If layered properly you should start cold, you’ll warm up, start to sweat, chill off slightly, and then you should level off to being at a comfortable temperature with some fluctuation based on your efforts. Trial and error is the best way to find what works since we all acclimate to the cold a little differently. I’ve found the more I ride in the cold, the more heat my body seems to generate on it’s own. For the legs, the only different consideration that from the torso is that you just want to make sure when you’re layering that you don’t get too much bunching in the crotch or behind the knees, this can cause discomfort.
Hands and feet take special considerations when staying warm. Because they are 2 of the 3 points of support with the bike, it is difficult to keep them warm while not adding too much bulk which happens ride feel. For gloves, good ski type gloves are fantastic. They are usually a softshell material. Most important is stopping cold air from getting in. Personally, I’ll take sweaty hands over something that allows cold air to get to my hand because my hands are sensitive to the cold. As far as bulk goes, if it’s too bulky to use the controls on your bike, you have a problem.
Footwear for the cold can be done several different ways. If you ride with platform pedals, you have it easy. Get some winter boots and tear it up. I like clipless pedals in the winter because I like the added control of being attached to the pedals. Cycling shoes for the winter should be a little looser so you can wear thicker or more socks without compressing the fabrics, which reduces the socks warming potential. If you ride often in the winter and you have the budget, some good winter cycling shoes/ boots are great. These typically run above $150. Most people can get away with winter-weight socks and good thermal shoe covers. I use neoprene shoe covers because they’re cheaper than more high tech fabrics and still effective. If you don’t mind buying foot warmer insoles, these are also a great option to add some warmth.
For the head, covering the ears and eyes are the most important in my opinion. Your head generates mad amounts of heat and a full cover may not be necessary. A good headband that has some wind-resistance and thermal properties is great for most of the winter. A balalava can be worn when it starts to dip below 20ºF. Eyes tend to tear up in the cold wind so at minimum regular athletic glasses should be warn. Fogging up can be a problem, I’ve found open frame glasses to be the best solution; products like rain-x or other anti-fogging chemicals can help too.
Some people will wear full ski or snowboard goggles to cover more of the face and have some success, I have not tried this myself. A trick I learned from a ski blog a while back is to apply vaseline to the exposed skin on my face. This helps create a light layer to help prevent wind burn and keeps the face more comfortable.

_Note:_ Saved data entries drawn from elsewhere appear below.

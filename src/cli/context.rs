use std::path::{Path, PathBuf};
use std::sync::Arc;

use anyhow::{Context, Result};
use dom_snapshot::Snapshot;
use selector_heal_cli::snapshot_io::load_snapshot;
use selector_heal_cli::{AppConfig, OutputFormat};

pub struct CliContext {
    config: Arc<AppConfig>,
    config_path: Option<PathBuf>,
    output: Option<OutputFormat>,
}

impl CliContext {
    pub fn new(config: AppConfig, config_path: Option<PathBuf>, output: Option<OutputFormat>) -> Self {
        Self {
            config: Arc::new(config),
            config_path,
            output,
        }
    }

    pub fn config(&self) -> &AppConfig {
        self.config.as_ref()
    }

    pub fn config_path(&self) -> Option<&Path> {
        self.config_path.as_deref()
    }

    /// `--output` when given, else the configured format.
    pub fn output(&self) -> OutputFormat {
        self.output.unwrap_or(self.config.output)
    }

    /// `--history` when given, else the configured history file.
    pub fn history_path(&self, explicit: Option<PathBuf>) -> Option<PathBuf> {
        explicit.or_else(|| self.config.history_path.clone())
    }

    pub async fn snapshot(&self, path: &Path) -> Result<Snapshot> {
        load_snapshot(path)
            .await
            .with_context(|| format!("loading snapshot {}", path.display()))
    }
}
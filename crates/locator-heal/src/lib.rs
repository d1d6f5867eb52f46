//! Locator self-heal
//!
//! Re-identifies a previously known element inside a changed DOM snapshot and
//! proposes fresh locators for it:
//! - Candidate search over the current tree (feature overlap, same tag)
//! - Similarity scoring against the baseline element
//! - Multi-strategy locator synthesis with estimated specificity
//! - Orchestration and ranking, with trace events and a healing history

pub mod errors;
pub mod events;
pub mod finder;
pub mod healer;
pub mod history;
pub mod metrics;
pub mod policy;
pub mod scorer;
pub mod synthesizer;
pub mod types;

pub use errors::*;
pub use events::*;
pub use finder::*;
pub use healer::*;
pub use history::*;
pub use policy::*;
pub use scorer::*;
pub use synthesizer::*;
pub use types::*;
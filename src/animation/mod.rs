pub mod clip;
pub mod player;
pub mod tracks;
mod values;

pub use clip::{AnimationClip, TargetPath, Track, TrackData, TrackMeta, TrackValue};
pub use player::{AnimationPlayer, BlendMode, PlaybackDirection};
pub use tracks::{InterpolationMode, KeyframeTrack};
pub use values::Interpolatable;
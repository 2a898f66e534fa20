//! Asset boundary: the plain-data contract between loaders and the core.
//!
//! A loader (or a test, or procedural code) fills a [`ModelSource`] and
//! hands it to [`crate::Model::from_source`], which validates everything
//! once and assembles the live types. Node references are plain indices
//! into [`ModelSource::nodes`], mirroring glTF's index-based layout.

use glam::{Mat4, Quat, Vec3};

use crate::animation::{InterpolationMode, TargetPath};

#[cfg(feature = "gltf")]
pub mod gltf;

/// One source node: rest pose plus hierarchy references.
///
/// Absent pose components default to identity (scale 1, rotation identity,
/// translation 0). A node that carries its own skin is excluded from the
/// skeleton tree during rig construction; it still occupies an arena slot
/// so tracks can target it.
#[derive(Debug, Clone, Default)]
pub struct NodeSource {
    pub name: String,
    pub scale: Option<Vec3>,
    pub rotation: Option<Quat>,
    pub translation: Option<Vec3>,
    /// Child node indices into the source node list.
    pub children: Vec<usize>,
    /// Index of the skin this node carries, if any.
    pub skin: Option<usize>,
}

/// One source skin: joint node indices plus inverse bind matrices.
#[derive(Debug, Clone)]
pub struct SkinSource {
    pub name: String,
    pub joints: Vec<usize>,
    pub inverse_bind_matrices: Vec<Mat4>,
}

/// Raw keyframe values for one track, typed per target property.
#[derive(Debug, Clone)]
pub enum TrackValues {
    Vector3(Vec<Vec3>),
    Quaternion(Vec<Quat>),
}

/// One source track: target, timeline and value buffer.
#[derive(Debug, Clone)]
pub struct TrackSource {
    /// Target node index into the source node list.
    pub node: usize,
    pub target: TargetPath,
    pub interpolation: InterpolationMode,
    pub times: Vec<f32>,
    pub values: TrackValues,
}

/// One source animation clip.
#[derive(Debug, Clone)]
pub struct ClipSource {
    pub name: String,
    pub tracks: Vec<TrackSource>,
}

/// Everything a model needs: nodes, the designated rig root, skins, clips.
#[derive(Debug, Clone, Default)]
pub struct ModelSource {
    pub nodes: Vec<NodeSource>,
    /// Index of the skeleton root node.
    pub root: usize,
    pub skins: Vec<SkinSource>,
    pub clips: Vec<ClipSource>,
}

Lets face it, it’s not the brightest in the winter, but that should keep us form riding. IF you ride at night, when it’s really dark out, I would highly suggest a good headlight and taillight, probably more than one taillight in fact. Head lights should be over 100 lumens for good visiblity in my experience. Brighter typically means better. You want to make sure the light unveils enough area that you can see enough road to be able to react before you reach whatever needs reacting to.
If you don’t want to ride at night, then you’ll just want something that get you seen by drivers. Most bike likes cover this area adequately. Blinking lights are better for being seen in my experiences because they help draw drivers attention to you. Most importantly, ride on the road if at all possible. Drivers aren’t looking for you on the side walk and usually the sidewalks are not nearly as well maintained as the roads. Some drivers may not like it but if they’re angry you’re there, they must know you’re there. Personally I like getting honked at because the I know I did my due diligence to be seen before an incident could occur.
Snow is usually not much trouble on many roads. They get plowed regularly so deep snow usually isn’t much of a problem. Select a good set of knobby tires with moderately aggressive tread patterns and you’re good to go. Riding in the snow is easier than riding in sand, for those that have done that, because snow is much lighter that sand. Slush is much more of a concern because it has the ability to push you around. Riding slower is the best option along with having good tires.
Turning in the snow is really where riding in the snow can get interesting because of the looser conditions. Ride slower and keep the bike as vertical as possible and you should be fine. Most importantly, ride within your comfort zone, winter isn’t the best time to see how fast you can take corners on your road bike. Starting and stopping follow the same precautions.
Ice is much more of a concern that snow because it is not always seen before you get to it and it is much more slippery. My best suggesting is studded tires. They are costly but they add a good deal of traction on ice over regular knobbies. Studs do not affect performance in snow or on pavement, they only help on ice. As far as traction, Peter White puts it, “it’s like running on an iced over lake with sand sprinkled on top. You can run in a straight line but you’re not going to be real quick to turn.” If you don’t want to spend much on studded tires, just be extra cautious when turning and avoid what looks like ice in corners. If you’re not comfortable for a section of road, walk it. You may feel stupid walking your bike but safety is more important.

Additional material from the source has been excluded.